● YOUR ASSIGNMENT
Please reproduce every record, keeping each one exactly as written.

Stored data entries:
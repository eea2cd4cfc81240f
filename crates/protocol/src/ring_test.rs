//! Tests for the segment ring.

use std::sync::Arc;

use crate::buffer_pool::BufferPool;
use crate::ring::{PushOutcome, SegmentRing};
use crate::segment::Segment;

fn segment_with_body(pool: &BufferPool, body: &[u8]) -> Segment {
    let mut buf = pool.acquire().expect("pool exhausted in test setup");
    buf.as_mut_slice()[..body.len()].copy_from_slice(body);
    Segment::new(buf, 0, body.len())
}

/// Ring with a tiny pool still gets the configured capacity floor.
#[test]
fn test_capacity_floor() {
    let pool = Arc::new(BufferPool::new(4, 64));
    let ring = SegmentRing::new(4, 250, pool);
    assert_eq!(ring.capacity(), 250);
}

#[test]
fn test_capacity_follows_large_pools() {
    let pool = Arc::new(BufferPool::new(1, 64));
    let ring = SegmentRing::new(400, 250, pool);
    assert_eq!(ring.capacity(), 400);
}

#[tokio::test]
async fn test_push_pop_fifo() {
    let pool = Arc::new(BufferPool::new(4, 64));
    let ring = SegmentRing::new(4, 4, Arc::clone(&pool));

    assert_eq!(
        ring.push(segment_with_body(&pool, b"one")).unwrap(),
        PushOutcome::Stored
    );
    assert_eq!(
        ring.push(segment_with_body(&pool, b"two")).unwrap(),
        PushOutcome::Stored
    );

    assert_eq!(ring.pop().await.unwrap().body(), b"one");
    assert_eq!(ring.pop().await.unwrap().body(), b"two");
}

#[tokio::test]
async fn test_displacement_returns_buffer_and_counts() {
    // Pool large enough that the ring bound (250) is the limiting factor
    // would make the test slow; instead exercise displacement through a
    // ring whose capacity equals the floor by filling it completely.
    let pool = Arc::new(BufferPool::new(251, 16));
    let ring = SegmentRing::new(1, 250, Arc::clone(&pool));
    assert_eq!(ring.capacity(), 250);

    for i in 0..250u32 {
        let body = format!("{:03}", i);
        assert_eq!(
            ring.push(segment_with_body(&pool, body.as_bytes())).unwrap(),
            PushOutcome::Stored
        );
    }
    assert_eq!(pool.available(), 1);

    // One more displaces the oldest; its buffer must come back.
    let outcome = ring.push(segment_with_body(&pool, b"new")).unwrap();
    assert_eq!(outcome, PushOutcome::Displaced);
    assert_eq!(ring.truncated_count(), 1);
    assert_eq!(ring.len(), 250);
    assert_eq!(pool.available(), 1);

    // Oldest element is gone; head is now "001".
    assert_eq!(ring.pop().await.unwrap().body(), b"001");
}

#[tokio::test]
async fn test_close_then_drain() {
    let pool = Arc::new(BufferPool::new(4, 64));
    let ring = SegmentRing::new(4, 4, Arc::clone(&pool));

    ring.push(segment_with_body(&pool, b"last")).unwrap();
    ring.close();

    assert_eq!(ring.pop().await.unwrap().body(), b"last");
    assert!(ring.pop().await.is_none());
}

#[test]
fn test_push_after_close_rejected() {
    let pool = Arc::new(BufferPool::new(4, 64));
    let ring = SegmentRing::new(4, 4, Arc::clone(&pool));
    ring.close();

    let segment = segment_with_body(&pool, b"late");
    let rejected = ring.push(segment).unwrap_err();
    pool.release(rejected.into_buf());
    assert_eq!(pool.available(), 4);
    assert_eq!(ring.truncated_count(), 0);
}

● ANSWER FOR THIS EXERCISE
repository eea2cd4cfc81240f
filename crates/protocol/src/ring_test.rs
//! Tests for the segment ring.

use std::sync::Arc;

use crate::buffer_pool::BufferPool;
use crate::ring::{PushOutcome, SegmentRing};
use crate::segment::Segment;

fn segment_with_body(pool: &BufferPool, body: &[u8]) -> Segment {
    let mut buf = pool.acquire().expect("pool exhausted in test setup");
    buf.as_mut_slice()[..body.len()].copy_from_slice(body);
    Segment::new(buf, 0, body.len())
}

/// Ring with a tiny pool still gets the configured capacity floor.
#[test]
fn test_capacity_floor() {
    let pool = Arc::new(BufferPool::new(4, 64));
    let ring = SegmentRing::new(4, 250, pool);
    assert_eq!(ring.capacity(), 250);
}

#[test]
fn test_capacity_follows_large_pools() {
    let pool = Arc::new(BufferPool::new(1, 64));
    let ring = SegmentRing::new(400, 250, pool);
    assert_eq!(ring.capacity(), 400);
}

#[tokio::test]
async fn test_push_pop_fifo() {
    let pool = Arc::new(BufferPool::new(4, 64));
    let ring = SegmentRing::new(4, 4, Arc::clone(&pool));

    assert_eq!(
        ring.push(segment_with_body(&pool, b"one")).unwrap(),
        PushOutcome::Stored
    );
    assert_eq!(
        ring.push(segment_with_body(&pool, b"two")).unwrap(),
        PushOutcome::Stored
    );

    assert_eq!(ring.pop().await.unwrap().body(), b"one");
    assert_eq!(ring.pop().await.unwrap().body(), b"two");
}

#[tokio::test]
async fn test_displacement_returns_buffer_and_counts() {
    // Pool large enough that the ring bound (250) is the limiting factor
    // would make the test slow; instead exercise displacement through a
    // ring whose capacity equals the floor by filling it completely.
    let pool = Arc::new(BufferPool::new(251, 16));
    let ring = SegmentRing::new(1, 250, Arc::clone(&pool));
    assert_eq!(ring.capacity(), 250);

    for i in 0..250u32 {
        let body = format!("{:03}", i);
        assert_eq!(
            ring.push(segment_with_body(&pool, body.as_bytes())).unwrap(),
            PushOutcome::Stored
        );
    }
    assert_eq!(pool.available(), 1);

    // One more displaces the oldest; its buffer must come back.
    let outcome = ring.push(segment_with_body(&pool, b"new")).unwrap();
    assert_eq!(outcome, PushOutcome::Displaced);
    assert_eq!(ring.truncated_count(), 1);
    assert_eq!(ring.len(), 250);
    assert_eq!(pool.available(), 1);

    // Oldest element is gone; head is now "001".
    assert_eq!(ring.pop().await.unwrap().body(), b"001");
}

#[tokio::test]
async fn test_close_then_drain() {
    let pool = Arc::new(BufferPool::new(4, 64));
    let ring = SegmentRing::new(4, 4, Arc::clone(&pool));

    ring.push(segment_with_body(&pool, b"last")).unwrap();
    ring.close();

    assert_eq!(ring.pop().await.unwrap().body(), b"last");
    assert!(ring.pop().await.is_none());
}

#[test]
fn test_push_after_close_rejected() {
    let pool = Arc::new(BufferPool::new(4, 64));
    let ring = SegmentRing::new(4, 4, Arc::clone(&pool));
    ring.close();

    let segment = segment_with_body(&pool, b"late");
    let rejected = ring.push(segment).unwrap_err();
    pool.release(rejected.into_buf());
    assert_eq!(pool.available(), 4);
    assert_eq!(ring.truncated_count(), 0);
}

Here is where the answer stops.